Preserving blogs – an interview with the Blog Forever Project

Blog ForeverAs blogs become a more important place to host scholarly work in whatever form the problem of longevity becomes more of an issue.  How do we capture this activity in the long term?  Is there a use to blog posts beyond the moment of their creation and is the context in which they were published important?  The BlogForever project is looking into these issues and attempting to come up with a solution.  The result: a weblog digital repository designed to store, preserve, disseminate and aggregate blogs.

Blogging for Historians has interviewed Patricia Sleeman who has been working on the project on behalf of one of its partners (the University of London Computer Centre – ULCC).  It is an EU funded project with a long list of partners all intent on developing a robust digital preservation, management and dissemination facility for blogs.  Here’s what she had to say.

First, could you tell us a bit about the people behind Blog Forever?

Blogforever is a collaborative EU funded project lead by the Computer Science Department of the Aristotle University of Thessaloniki (AUTH). The other partners include CERN, whose repository system is being adapted for the management of blogs. Other Universities include TU Berlin, University of London Computer Centre, the University of Warwick and the University of Glasgow. Private enterprise is represented by Mokono and Cyberwatcher. It sees a combination of archival, developer and entrepreneurial skills. It is a unique combination of skills.

What do you hope to achieve with the Blog Forever project?

Its key objective is to develop robust management and dissemination facilities for weblogs. These facilities will be able to capture the dynamic and continuously evolving nature of weblogs, their network and social structure, and the exchange of concepts and ideas that they foster; pieces of information omitted by current Web Archiving methods and solutions. It also aims to assist in the preservation of blogs as a result.

The project is largely concerned with preservation and management of blogs, which is generally a neglected consideration for those setting up and running blogs.  Why do you think it should be something that bloggers concern themselves about?

Blogs reflect the diversity of lives, interests and activities throughout the world, and demonstrate opinions from a perspective which very often would otherwise not be obtained. One example of this is blogging from a war zone where people can anonymously report about the situation providing an ‘unoffical’ viewpoint. Another example is where people are required to blog about their research and provide insights into the day to day findings of the project.  Blogs are constantly changing and even disappearing unless they are captured.

Blogs are ephemeral – the average web page lifetime is below 100 days – and cannot be considered a reliable and long term source of information as they are extremely volatile. By achieving blog preservation, we provide integrity, permanence and credibility to blog content, making it a first line source of information which will be discoverable, referenceable, and relatable in the future.
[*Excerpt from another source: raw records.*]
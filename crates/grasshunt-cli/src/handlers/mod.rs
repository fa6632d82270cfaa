pub mod players;
pub mod report;
pub mod scenes;

use owo_colors::{AnsiColors, OwoColorize};

/// Color text only when stdout is a terminal; piped output stays clean.
pub(crate) fn paint(text: &str, color: AnsiColors, enabled: bool) -> String {
    if enabled {
        text.color(color).to_string()
    } else {
        text.to_string()
    }
}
In this project what requirements do you have for blogs to be included?  Do they need to meet certain criteria to be considered authentic, useful, and valuable in terms of the aims of Blog Forever?

Blogforever will not conduct selection, it is up to the client who acquires the product to do their own selection based on their own criteria.
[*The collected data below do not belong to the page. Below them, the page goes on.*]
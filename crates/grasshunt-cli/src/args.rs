use crate::types::OutputFormat;
use clap::{Parser, Subcommand};
use std::path::PathBuf;

#[derive(Parser)]
#[command(name = "grasshunt")]
#[command(about = "Aggregate uploaded grass hunt logs into completion reports", long_about = None)]
#[command(version)]
pub struct Cli {
    /// Root directory holding one subdirectory of raw log files per player
    #[arg(long, default_value = "/tmp/grass-collector", global = true)]
    pub log_root: PathBuf,

    /// TOML file listing every scene expected to contain grass
    #[arg(long, global = true)]
    pub catalog: Option<PathBuf>,

    #[arg(long, default_value = "plain", global = true)]
    pub format: OutputFormat,

    #[command(subcommand)]
    pub command: Commands,
}

#[derive(Subcommand)]
pub enum Commands {
    /// Full report: players, scenes, and every recorded grass location
    Report {
        /// Print ingest counts to stderr
        #[arg(long)]
        verbose: bool,
    },

    /// Scene rollup only, uncleared scenes first
    Scenes,

    /// Per-player rollup only
    Players,
}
The Blog Forever website suggests that part of the project is concerned with the study of weblog semantics and ‘the social importance of weblogs’.  How do you think the project will achieve these aims and do you plan on publishing research results yourselves?

In addition to the repository itself, there has been a wealth of material published about research into this area. BlogForever is addressing the study of blog semantics by modelling all aspects of blog structure, elements, and interconnections, creating a generic blog data model. The blog data model also encompasses significant properties of blogs and their inter-blog relationships – creating a solid foundation for further theoretical and practical work.

This work enables us to devise novel ways to perform data extraction, preservation, and dissemination of blog content. The outcomes of this work are both research results in the form of public reports (deliverables), as well as an open source platform that anyone can have access to.

Regarding the 2nd part of the question about the social importance of blogs, we believe that by addressing blog preservation, we elevate the importance of blogs as a contemporary resource of information.

In your view, what makes for a good blog?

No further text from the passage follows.